__What to do__
Nothing but an exact copy of the data should be output.
-=-=-
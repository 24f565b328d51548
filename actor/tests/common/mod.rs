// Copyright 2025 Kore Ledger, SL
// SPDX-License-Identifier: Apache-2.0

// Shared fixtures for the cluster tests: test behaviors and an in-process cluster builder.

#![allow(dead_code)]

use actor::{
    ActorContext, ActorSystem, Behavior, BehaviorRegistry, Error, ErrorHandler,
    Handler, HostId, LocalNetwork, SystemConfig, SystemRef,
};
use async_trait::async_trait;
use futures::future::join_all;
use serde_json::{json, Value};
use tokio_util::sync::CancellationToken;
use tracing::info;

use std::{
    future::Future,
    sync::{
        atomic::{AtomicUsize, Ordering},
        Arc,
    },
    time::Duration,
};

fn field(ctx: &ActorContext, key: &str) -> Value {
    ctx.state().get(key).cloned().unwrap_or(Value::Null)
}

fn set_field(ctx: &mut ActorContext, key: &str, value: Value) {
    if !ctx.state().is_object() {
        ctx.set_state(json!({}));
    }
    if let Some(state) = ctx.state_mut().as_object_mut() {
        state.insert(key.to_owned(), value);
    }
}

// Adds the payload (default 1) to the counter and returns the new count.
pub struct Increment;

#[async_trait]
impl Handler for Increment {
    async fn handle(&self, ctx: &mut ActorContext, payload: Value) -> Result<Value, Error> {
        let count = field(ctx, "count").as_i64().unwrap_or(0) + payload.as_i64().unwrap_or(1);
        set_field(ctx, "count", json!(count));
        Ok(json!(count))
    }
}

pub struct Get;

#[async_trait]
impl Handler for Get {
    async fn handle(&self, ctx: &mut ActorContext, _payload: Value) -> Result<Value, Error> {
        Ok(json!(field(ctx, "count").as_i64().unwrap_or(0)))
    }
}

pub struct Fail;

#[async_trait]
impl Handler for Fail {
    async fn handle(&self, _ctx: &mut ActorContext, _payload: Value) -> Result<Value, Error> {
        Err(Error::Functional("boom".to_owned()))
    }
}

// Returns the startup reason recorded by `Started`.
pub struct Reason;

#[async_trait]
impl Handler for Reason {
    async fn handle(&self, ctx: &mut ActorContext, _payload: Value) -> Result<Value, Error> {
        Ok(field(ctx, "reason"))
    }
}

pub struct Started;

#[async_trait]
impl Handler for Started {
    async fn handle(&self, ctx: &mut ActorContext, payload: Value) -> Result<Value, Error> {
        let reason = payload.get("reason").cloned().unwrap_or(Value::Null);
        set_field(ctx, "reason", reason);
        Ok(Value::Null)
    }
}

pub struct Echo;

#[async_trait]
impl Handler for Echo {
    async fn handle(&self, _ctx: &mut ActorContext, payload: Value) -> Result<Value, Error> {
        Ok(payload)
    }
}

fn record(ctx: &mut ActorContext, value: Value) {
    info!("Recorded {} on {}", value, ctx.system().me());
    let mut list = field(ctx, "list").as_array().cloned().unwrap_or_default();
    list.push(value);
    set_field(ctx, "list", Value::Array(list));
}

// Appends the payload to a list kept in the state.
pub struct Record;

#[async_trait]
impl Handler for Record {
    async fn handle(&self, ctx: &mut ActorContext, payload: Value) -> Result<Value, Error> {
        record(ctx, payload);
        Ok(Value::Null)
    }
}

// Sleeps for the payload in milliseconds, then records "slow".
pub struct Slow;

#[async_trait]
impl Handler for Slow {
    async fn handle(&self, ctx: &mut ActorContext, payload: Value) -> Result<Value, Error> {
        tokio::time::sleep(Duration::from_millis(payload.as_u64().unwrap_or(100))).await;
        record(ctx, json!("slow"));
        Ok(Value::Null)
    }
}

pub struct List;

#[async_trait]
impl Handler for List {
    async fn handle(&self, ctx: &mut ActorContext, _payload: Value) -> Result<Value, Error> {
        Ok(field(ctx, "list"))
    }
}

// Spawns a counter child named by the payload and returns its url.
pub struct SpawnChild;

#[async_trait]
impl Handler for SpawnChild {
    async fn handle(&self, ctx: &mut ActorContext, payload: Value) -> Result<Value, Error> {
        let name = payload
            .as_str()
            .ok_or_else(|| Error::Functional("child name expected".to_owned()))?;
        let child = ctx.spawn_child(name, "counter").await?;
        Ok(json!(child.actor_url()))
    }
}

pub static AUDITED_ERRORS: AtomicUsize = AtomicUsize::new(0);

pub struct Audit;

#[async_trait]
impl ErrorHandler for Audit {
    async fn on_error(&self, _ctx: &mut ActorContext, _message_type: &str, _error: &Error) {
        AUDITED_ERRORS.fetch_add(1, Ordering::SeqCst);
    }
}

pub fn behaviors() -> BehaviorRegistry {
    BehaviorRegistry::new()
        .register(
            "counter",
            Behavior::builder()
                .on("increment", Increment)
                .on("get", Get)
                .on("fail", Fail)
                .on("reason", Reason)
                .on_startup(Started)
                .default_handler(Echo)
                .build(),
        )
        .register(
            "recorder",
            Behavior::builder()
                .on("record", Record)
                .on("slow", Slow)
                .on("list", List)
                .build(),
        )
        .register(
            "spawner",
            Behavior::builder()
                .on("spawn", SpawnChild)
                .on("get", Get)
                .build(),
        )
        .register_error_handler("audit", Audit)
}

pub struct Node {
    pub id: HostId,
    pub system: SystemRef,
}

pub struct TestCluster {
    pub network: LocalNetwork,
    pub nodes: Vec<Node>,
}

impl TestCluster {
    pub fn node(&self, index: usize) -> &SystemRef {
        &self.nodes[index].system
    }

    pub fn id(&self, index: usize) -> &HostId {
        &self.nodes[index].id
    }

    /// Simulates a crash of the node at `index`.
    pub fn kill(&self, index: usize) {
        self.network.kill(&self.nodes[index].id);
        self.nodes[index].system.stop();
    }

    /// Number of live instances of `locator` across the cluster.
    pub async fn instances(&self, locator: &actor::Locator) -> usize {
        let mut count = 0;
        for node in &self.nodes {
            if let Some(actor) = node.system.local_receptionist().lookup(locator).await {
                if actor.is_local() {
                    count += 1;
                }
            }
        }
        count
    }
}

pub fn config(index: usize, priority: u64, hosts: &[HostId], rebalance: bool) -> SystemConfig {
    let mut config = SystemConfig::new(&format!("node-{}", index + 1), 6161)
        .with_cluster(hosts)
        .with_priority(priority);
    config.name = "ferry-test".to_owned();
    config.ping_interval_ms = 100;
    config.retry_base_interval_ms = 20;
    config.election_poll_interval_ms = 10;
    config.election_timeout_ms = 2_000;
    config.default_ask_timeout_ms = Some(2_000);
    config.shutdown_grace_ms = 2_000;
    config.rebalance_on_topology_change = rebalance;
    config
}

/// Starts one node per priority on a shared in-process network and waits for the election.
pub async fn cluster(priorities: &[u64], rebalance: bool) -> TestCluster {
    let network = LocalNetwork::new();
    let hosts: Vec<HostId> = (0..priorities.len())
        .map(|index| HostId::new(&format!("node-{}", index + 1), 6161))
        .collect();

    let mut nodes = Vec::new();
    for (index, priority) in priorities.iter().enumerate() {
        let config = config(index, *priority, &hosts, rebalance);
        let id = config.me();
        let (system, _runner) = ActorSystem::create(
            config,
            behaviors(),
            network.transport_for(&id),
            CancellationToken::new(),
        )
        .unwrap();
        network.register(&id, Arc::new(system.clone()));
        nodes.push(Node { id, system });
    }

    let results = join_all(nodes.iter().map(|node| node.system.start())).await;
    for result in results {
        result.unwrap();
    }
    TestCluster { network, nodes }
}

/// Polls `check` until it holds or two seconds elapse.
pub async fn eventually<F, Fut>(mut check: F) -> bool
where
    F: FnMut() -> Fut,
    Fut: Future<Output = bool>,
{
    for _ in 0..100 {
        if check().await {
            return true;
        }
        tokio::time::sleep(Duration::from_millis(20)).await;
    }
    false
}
-=-=-
__Response for this exercise__
repository 24f565b328d51548
filename actor/tests/common/mod.rs
// Copyright 2025 Kore Ledger, SL
// SPDX-License-Identifier: Apache-2.0

// Shared fixtures for the cluster tests: test behaviors and an in-process cluster builder.

#![allow(dead_code)]

use actor::{
    ActorContext, ActorSystem, Behavior, BehaviorRegistry, Error, ErrorHandler,
    Handler, HostId, LocalNetwork, SystemConfig, SystemRef,
};
use async_trait::async_trait;
use futures::future::join_all;
use serde_json::{json, Value};
use tokio_util::sync::CancellationToken;
use tracing::info;

use std::{
    future::Future,
    sync::{
        atomic::{AtomicUsize, Ordering},
        Arc,
    },
    time::Duration,
};

fn field(ctx: &ActorContext, key: &str) -> Value {
    ctx.state().get(key).cloned().unwrap_or(Value::Null)
}

fn set_field(ctx: &mut ActorContext, key: &str, value: Value) {
    if !ctx.state().is_object() {
        ctx.set_state(json!({}));
    }
    if let Some(state) = ctx.state_mut().as_object_mut() {
        state.insert(key.to_owned(), value);
    }
}

// Adds the payload (default 1) to the counter and returns the new count.
pub struct Increment;

#[async_trait]
impl Handler for Increment {
    async fn handle(&self, ctx: &mut ActorContext, payload: Value) -> Result<Value, Error> {
        let count = field(ctx, "count").as_i64().unwrap_or(0) + payload.as_i64().unwrap_or(1);
        set_field(ctx, "count", json!(count));
        Ok(json!(count))
    }
}

pub struct Get;

#[async_trait]
impl Handler for Get {
    async fn handle(&self, ctx: &mut ActorContext, _payload: Value) -> Result<Value, Error> {
        Ok(json!(field(ctx, "count").as_i64().unwrap_or(0)))
    }
}

pub struct Fail;

#[async_trait]
impl Handler for Fail {
    async fn handle(&self, _ctx: &mut ActorContext, _payload: Value) -> Result<Value, Error> {
        Err(Error::Functional("boom".to_owned()))
    }
}

// Returns the startup reason recorded by `Started`.
pub struct Reason;

#[async_trait]
impl Handler for Reason {
    async fn handle(&self, ctx: &mut ActorContext, _payload: Value) -> Result<Value, Error> {
        Ok(field(ctx, "reason"))
    }
}

pub struct Started;

#[async_trait]
impl Handler for Started {
    async fn handle(&self, ctx: &mut ActorContext, payload: Value) -> Result<Value, Error> {
        let reason = payload.get("reason").cloned().unwrap_or(Value::Null);
        set_field(ctx, "reason", reason);
        Ok(Value::Null)
    }
}

pub struct Echo;

#[async_trait]
impl Handler for Echo {
    async fn handle(&self, _ctx: &mut ActorContext, payload: Value) -> Result<Value, Error> {
        Ok(payload)
    }
}

fn record(ctx: &mut ActorContext, value: Value) {
    info!("Recorded {} on {}", value, ctx.system().me());
    let mut list = field(ctx, "list").as_array().cloned().unwrap_or_default();
    list.push(value);
    set_field(ctx, "list", Value::Array(list));
}

// Appends the payload to a list kept in the state.
pub struct Record;

#[async_trait]
impl Handler for Record {
    async fn handle(&self, ctx: &mut ActorContext, payload: Value) -> Result<Value, Error> {
        record(ctx, payload);
        Ok(Value::Null)
    }
}

// Sleeps for the payload in milliseconds, then records "slow".
pub struct Slow;

#[async_trait]
impl Handler for Slow {
    async fn handle(&self, ctx: &mut ActorContext, payload: Value) -> Result<Value, Error> {
        tokio::time::sleep(Duration::from_millis(payload.as_u64().unwrap_or(100))).await;
        record(ctx, json!("slow"));
        Ok(Value::Null)
    }
}

pub struct List;

#[async_trait]
impl Handler for List {
    async fn handle(&self, ctx: &mut ActorContext, _payload: Value) -> Result<Value, Error> {
        Ok(field(ctx, "list"))
    }
}

// Spawns a counter child named by the payload and returns its url.
pub struct SpawnChild;

#[async_trait]
impl Handler for SpawnChild {
    async fn handle(&self, ctx: &mut ActorContext, payload: Value) -> Result<Value, Error> {
        let name = payload
            .as_str()
            .ok_or_else(|| Error::Functional("child name expected".to_owned()))?;
        let child = ctx.spawn_child(name, "counter").await?;
        Ok(json!(child.actor_url()))
    }
}

pub static AUDITED_ERRORS: AtomicUsize = AtomicUsize::new(0);

pub struct Audit;

#[async_trait]
impl ErrorHandler for Audit {
    async fn on_error(&self, _ctx: &mut ActorContext, _message_type: &str, _error: &Error) {
        AUDITED_ERRORS.fetch_add(1, Ordering::SeqCst);
    }
}

pub fn behaviors() -> BehaviorRegistry {
    BehaviorRegistry::new()
        .register(
            "counter",
            Behavior::builder()
                .on("increment", Increment)
                .on("get", Get)
                .on("fail", Fail)
                .on("reason", Reason)
                .on_startup(Started)
                .default_handler(Echo)
                .build(),
        )
        .register(
            "recorder",
            Behavior::builder()
                .on("record", Record)
                .on("slow", Slow)
                .on("list", List)
                .build(),
        )
        .register(
            "spawner",
            Behavior::builder()
                .on("spawn", SpawnChild)
                .on("get", Get)
                .build(),
        )
        .register_error_handler("audit", Audit)
}

pub struct Node {
    pub id: HostId,
    pub system: SystemRef,
}

pub struct TestCluster {
    pub network: LocalNetwork,
    pub nodes: Vec<Node>,
}

impl TestCluster {
    pub fn node(&self, index: usize) -> &SystemRef {
        &self.nodes[index].system
    }

    pub fn id(&self, index: usize) -> &HostId {
        &self.nodes[index].id
    }

    /// Simulates a crash of the node at `index`.
    pub fn kill(&self, index: usize) {
        self.network.kill(&self.nodes[index].id);
        self.nodes[index].system.stop();
    }

    /// Number of live instances of `locator` across the cluster.
    pub async fn instances(&self, locator: &actor::Locator) -> usize {
        let mut count = 0;
        for node in &self.nodes {
            if let Some(actor) = node.system.local_receptionist().lookup(locator).await {
                if actor.is_local() {
                    count += 1;
                }
            }
        }
        count
    }
}

pub fn config(index: usize, priority: u64, hosts: &[HostId], rebalance: bool) -> SystemConfig {
    let mut config = SystemConfig::new(&format!("node-{}", index + 1), 6161)
        .with_cluster(hosts)
        .with_priority(priority);
    config.name = "ferry-test".to_owned();
    config.ping_interval_ms = 100;
    config.retry_base_interval_ms = 20;
    config.election_poll_interval_ms = 10;
    config.election_timeout_ms = 2_000;
    config.default_ask_timeout_ms = Some(2_000);
    config.shutdown_grace_ms = 2_000;
    config.rebalance_on_topology_change = rebalance;
    config
}

/// Starts one node per priority on a shared in-process network and waits for the election.
pub async fn cluster(priorities: &[u64], rebalance: bool) -> TestCluster {
    let network = LocalNetwork::new();
    let hosts: Vec<HostId> = (0..priorities.len())
        .map(|index| HostId::new(&format!("node-{}", index + 1), 6161))
        .collect();

    let mut nodes = Vec::new();
    for (index, priority) in priorities.iter().enumerate() {
        let config = config(index, *priority, &hosts, rebalance);
        let id = config.me();
        let (system, _runner) = ActorSystem::create(
            config,
            behaviors(),
            network.transport_for(&id),
            CancellationToken::new(),
        )
        .unwrap();
        network.register(&id, Arc::new(system.clone()));
        nodes.push(Node { id, system });
    }

    let results = join_all(nodes.iter().map(|node| node.system.start())).await;
    for result in results {
        result.unwrap();
    }
    TestCluster { network, nodes }
}

/// Polls `check` until it holds or two seconds elapse.
pub async fn eventually<F, Fut>(mut check: F) -> bool
where
    F: FnMut() -> Fut,
    Fut: Future<Output = bool>,
{
    for _ in 0..100 {
        if check().await {
            return true;
        }
        tokio::time::sleep(Duration::from_millis(20)).await;
    }
    false
}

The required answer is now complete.